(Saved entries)
┌──
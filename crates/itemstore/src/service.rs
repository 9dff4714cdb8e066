//! Item business rules.
//!
//! An [`ItemService`] lives for one request and carries the caller's tenant and
//! user. It assigns identifiers, stamps authorship and timestamps, and passes
//! storage errors through unchanged.

use std::sync::Arc;

use chrono::Utc;
use uuid::Uuid;

use itemstore_core::item::{
    strip_managed_fields, with_identity, with_last_modified, ItemData, ItemType, LastModified,
    ModificationInfo, ID_FIELD,
};
use itemstore_core::storage::{ItemRepository, Result};

/// Produces identifiers for new items.
pub type IdGenerator = Arc<dyn Fn() -> String + Send + Sync>;

/// Random UUID v4 identifiers.
pub fn random_ids() -> IdGenerator {
    Arc::new(|| Uuid::new_v4().to_string())
}

/// Request-scoped item operations for one tenant and user.
pub struct ItemService {
    repository: Arc<dyn ItemRepository>,
    tenant_id: String,
    user_id: String,
    ids: IdGenerator,
}

impl ItemService {
    pub fn new(
        repository: Arc<dyn ItemRepository>,
        tenant_id: impl Into<String>,
        user_id: impl Into<String>,
    ) -> Self {
        Self {
            repository,
            tenant_id: tenant_id.into(),
            user_id: user_id.into(),
            ids: random_ids(),
        }
    }

    /// Replaces the identifier source.
    pub fn with_id_generator(mut self, ids: IdGenerator) -> Self {
        self.ids = ids;
        self
    }

    pub fn tenant_id(&self) -> &str {
        &self.tenant_id
    }

    /// Get an item, scoped to the service's tenant.
    #[tracing::instrument(name = "service_get_item", skip(self), fields(tenant_id = %self.tenant_id))]
    pub async fn get_item(&self, item_id: &str) -> Result<ItemData> {
        tracing::info!("Getting item");
        self.repository
            .get_item(ItemType::Item, &self.tenant_id, item_id, None)
            .await
    }

    /// Get only the named payload fields of an item.
    #[tracing::instrument(name = "service_get_item_fields", skip(self), fields(tenant_id = %self.tenant_id))]
    pub async fn get_item_fields(&self, item_id: &str, fields: &[String]) -> Result<ItemData> {
        tracing::info!("Getting item fields");
        self.repository
            .get_item(ItemType::Item, &self.tenant_id, item_id, Some(fields))
            .await
    }

    /// Create an item under a fresh identifier.
    ///
    /// A conflicting identifier is reported, never retried under a new one.
    #[tracing::instrument(name = "service_create_item", skip(self, payload), fields(tenant_id = %self.tenant_id))]
    pub async fn create_item(&self, payload: ItemData) -> Result<ItemData> {
        let item_id = (self.ids)();
        let info = ModificationInfo::created(self.user_id.as_str(), Utc::now());
        let item = with_identity(payload, &item_id, &info);

        tracing::info!(item_id = %item_id, "Creating item");
        self.repository
            .put_item(ItemType::Item, &self.tenant_id, &item_id, &item)
            .await?;

        Ok(item)
    }

    /// Update an existing item.
    ///
    /// Returns the payload as sent plus the new last-modified stamp; the stored
    /// record is not re-read.
    #[tracing::instrument(name = "service_update_item", skip(self, payload), fields(tenant_id = %self.tenant_id))]
    pub async fn update_item(&self, item_id: &str, payload: ItemData) -> Result<ItemData> {
        let stamp = LastModified::new(self.user_id.as_str(), Utc::now());
        let changes = with_last_modified(strip_managed_fields(payload), &stamp);

        tracing::info!("Updating item");
        self.repository
            .update_item(ItemType::Item, &self.tenant_id, item_id, &changes)
            .await?;

        let mut updated = changes;
        updated.insert(ID_FIELD.to_string(), item_id.into());
        Ok(updated)
    }

    /// Delete an item, returning what was removed.
    #[tracing::instrument(name = "service_delete_item", skip(self), fields(tenant_id = %self.tenant_id))]
    pub async fn delete_item(&self, item_id: &str) -> Result<ItemData> {
        tracing::info!("Deleting item");
        self.repository
            .delete_item(ItemType::Item, &self.tenant_id, item_id)
            .await
    }
}

#[cfg(test)]
mod tests {
    use super::*;
    use itemstore_core::storage::ItemError;
    use serde_json::json;

    use crate::storage::inmemory::InMemoryRepository;

    const TENANT: &str = "00000000-0000-0000-0000-000000000000";
    const USER: &str = "f4db93cc-69d6-42f8-9ce7-895776f177f5";

    fn data(value: serde_json::Value) -> ItemData {
        value.as_object().cloned().unwrap()
    }

    fn service(repo: &InMemoryRepository) -> ItemService {
        ItemService::new(Arc::new(repo.clone()), TENANT, USER)
    }

    fn fixed_ids(id: &'static str) -> IdGenerator {
        Arc::new(move || id.to_string())
    }

    #[tokio::test]
    async fn test_create_item_enriches_payload() {
        let repo = InMemoryRepository::new();
        let item = service(&repo)
            .create_item(data(json!({"text": "Hello"})))
            .await
            .unwrap();

        assert_eq!(item["text"], "Hello");
        let id = item["id"].as_str().unwrap();
        Uuid::parse_str(id).expect("id should be a UUID");

        let info = &item["modification_info"];
        assert_eq!(info["created_at"], info["last_modified_at"]);
        assert_eq!(info["created_by"], USER);
        assert_eq!(info["last_modified_by"], USER);
    }

    #[tokio::test]
    async fn test_created_item_is_stored() {
        let repo = InMemoryRepository::new();
        let service = service(&repo);
        let item = service
            .create_item(data(json!({"text": "Hello"})))
            .await
            .unwrap();

        let stored = service
            .get_item(item["id"].as_str().unwrap())
            .await
            .unwrap();
        assert_eq!(stored, item);
    }

    #[tokio::test]
    async fn test_create_item_overrides_caller_identity_fields() {
        let repo = InMemoryRepository::new();
        let item = service(&repo)
            .with_id_generator(fixed_ids("assigned"))
            .create_item(data(json!({
                "id": "forged",
                "modification_info": {"created_by": "someone-else"},
            })))
            .await
            .unwrap();

        assert_eq!(item["id"], "assigned");
        assert_eq!(item["modification_info"]["created_by"], USER);
    }

    #[tokio::test]
    async fn test_create_item_id_collision_conflicts() {
        let repo = InMemoryRepository::new();
        let service = service(&repo).with_id_generator(fixed_ids("same-id"));

        service
            .create_item(data(json!({"text": "first"})))
            .await
            .unwrap();
        let result = service.create_item(data(json!({"text": "second"}))).await;

        assert_eq!(
            result,
            Err(ItemError::conflict(ItemType::Item, TENANT, "same-id"))
        );
        assert_eq!(repo.len().await, 1);
    }

    #[tokio::test]
    async fn test_get_item_fields_projects_payload() {
        let repo = InMemoryRepository::new();
        let service = service(&repo).with_id_generator(fixed_ids("item-1"));
        service
            .create_item(data(json!({"text": "Hello", "success": true})))
            .await
            .unwrap();

        let projected = service
            .get_item_fields("item-1", &["text".to_string()])
            .await
            .unwrap();

        assert_eq!(projected, data(json!({"text": "Hello"})));
    }

    #[tokio::test]
    async fn test_get_item_not_found() {
        let repo = InMemoryRepository::new();
        let result = service(&repo).get_item("does-not-exist").await;

        assert_eq!(
            result,
            Err(ItemError::not_found(ItemType::Item, TENANT, "does-not-exist"))
        );
    }

    #[tokio::test]
    async fn test_update_item_keeps_creation_metadata() {
        let repo = InMemoryRepository::new();
        let creator = service(&repo).with_id_generator(fixed_ids("item-1"));
        let created = creator
            .create_item(data(json!({"text": "Hello", "success": true})))
            .await
            .unwrap();

        let editor = ItemService::new(Arc::new(repo.clone()), TENANT, "editor");
        let updated = editor
            .update_item(
                "item-1",
                data(json!({"text": "Updated", "modification_info": {"created_by": "editor"}})),
            )
            .await
            .unwrap();

        assert_eq!(updated["id"], "item-1");
        assert_eq!(updated["text"], "Updated");
        assert_eq!(updated["modification_info"]["last_modified_by"], "editor");
        assert!(updated["modification_info"].get("created_by").is_none());

        let stored = editor.get_item("item-1").await.unwrap();
        assert_eq!(stored["text"], "Updated");
        assert_eq!(stored["success"], true);
        assert_eq!(
            stored["modification_info"]["created_at"],
            created["modification_info"]["created_at"]
        );
        assert_eq!(stored["modification_info"]["created_by"], USER);
        assert_eq!(stored["modification_info"]["last_modified_by"], "editor");
    }

    #[tokio::test]
    async fn test_update_item_not_found_creates_nothing() {
        let repo = InMemoryRepository::new();
        let result = service(&repo)
            .update_item("missing", data(json!({"text": "Bye"})))
            .await;

        assert!(matches!(result, Err(ItemError::NotFound { .. })));
        assert!(repo.is_empty().await);
    }

    #[tokio::test]
    async fn test_delete_item_then_get_fails() {
        let repo = InMemoryRepository::new();
        let service = service(&repo).with_id_generator(fixed_ids("item-1"));
        let created = service
            .create_item(data(json!({"text": "Hello"})))
            .await
            .unwrap();

        let deleted = service.delete_item("item-1").await.unwrap();
        assert_eq!(deleted, created);

        let result = service.get_item("item-1").await;
        assert!(matches!(result, Err(ItemError::NotFound { .. })));
    }

    #[tokio::test]
    async fn test_delete_item_not_found() {
        let repo = InMemoryRepository::new();
        let result = service(&repo).delete_item("missing").await;
        assert!(matches!(result, Err(ItemError::NotFound { .. })));
    }

    #[tokio::test]
    async fn test_other_tenant_cannot_read_item() {
        let repo = InMemoryRepository::new();
        let item = service(&repo)
            .create_item(data(json!({"text": "secret"})))
            .await
            .unwrap();

        let other = ItemService::new(Arc::new(repo.clone()), "other-tenant", USER);
        let result = other.get_item(item["id"].as_str().unwrap()).await;

        assert!(matches!(result, Err(ItemError::NotFound { .. })));
    }
}
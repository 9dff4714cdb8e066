use std::{env, time::Duration};

/// Application configuration loaded from environment variables.
#[derive(Debug, Clone)]
pub struct Config {
    /// DynamoDB table holding every item (default: "items")
    pub table_name: String,
    /// Custom DynamoDB endpoint, e.g. local DynamoDB (default: none)
    pub endpoint_url: Option<String>,
    /// AWS region (default: "us-east-1")
    pub region: String,
    /// Request timeout for the local server in seconds (default: 10)
    pub request_timeout_seconds: u64,
}

impl Config {
    /// Load configuration from environment variables.
    ///
    /// Environment variables:
    /// - `DYNAMODB_TABLE` - DynamoDB table name (default: "items")
    /// - `AWS_ENDPOINT_URL` - Custom DynamoDB endpoint (default: unset)
    /// - `AWS_REGION` - AWS region (default: "us-east-1")
    /// - `REQUEST_TIMEOUT_SECONDS` - Local server request timeout (default: 10)
    pub fn from_env() -> Self {
        Self {
            table_name: env::var("DYNAMODB_TABLE").unwrap_or_else(|_| "items".to_string()),
            endpoint_url: env::var("AWS_ENDPOINT_URL").ok().filter(|v| !v.is_empty()),
            region: env::var("AWS_REGION").unwrap_or_else(|_| "us-east-1".to_string()),
            request_timeout_seconds: env::var("REQUEST_TIMEOUT_SECONDS")
                .ok()
                .and_then(|v| v.parse().ok())
                .unwrap_or(10),
        }
    }

    /// Get the request timeout as a Duration.
    pub fn request_timeout(&self) -> Duration {
        Duration::from_secs(self.request_timeout_seconds)
    }
}

impl Default for Config {
    fn default() -> Self {
        Self::from_env()
    }
}

#[cfg(test)]
mod tests {
    use super::*;

    #[test]
    fn test_request_timeout_conversion() {
        let config = Config {
            table_name: "items".to_string(),
            endpoint_url: None,
            region: "us-east-1".to_string(),
            request_timeout_seconds: 30,
        };

        assert_eq!(config.request_timeout(), Duration::from_secs(30));
    }

    #[test]
    fn test_default_values() {
        // Clear environment variables to test defaults
        env::remove_var("DYNAMODB_TABLE");
        env::remove_var("AWS_ENDPOINT_URL");
        env::remove_var("AWS_REGION");
        env::remove_var("REQUEST_TIMEOUT_SECONDS");

        let config = Config::from_env();

        assert_eq!(config.table_name, "items");
        assert_eq!(config.endpoint_url, None);
        assert_eq!(config.region, "us-east-1");
        assert_eq!(config.request_timeout_seconds, 10);
    }
}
└──
● **Exercise**:
Which lines of the records above contain the word "east"? Report each one in full.

● **Result of the task**:
    /// AWS region (default: "us-east-1")
    /// - `AWS_REGION` - AWS region (default: "us-east-1")
            region: env::var("AWS_REGION").unwrap_or_else(|_| "us-east-1".to_string()),
            region: "us-east-1".to_string(),
        assert_eq!(config.region, "us-east-1");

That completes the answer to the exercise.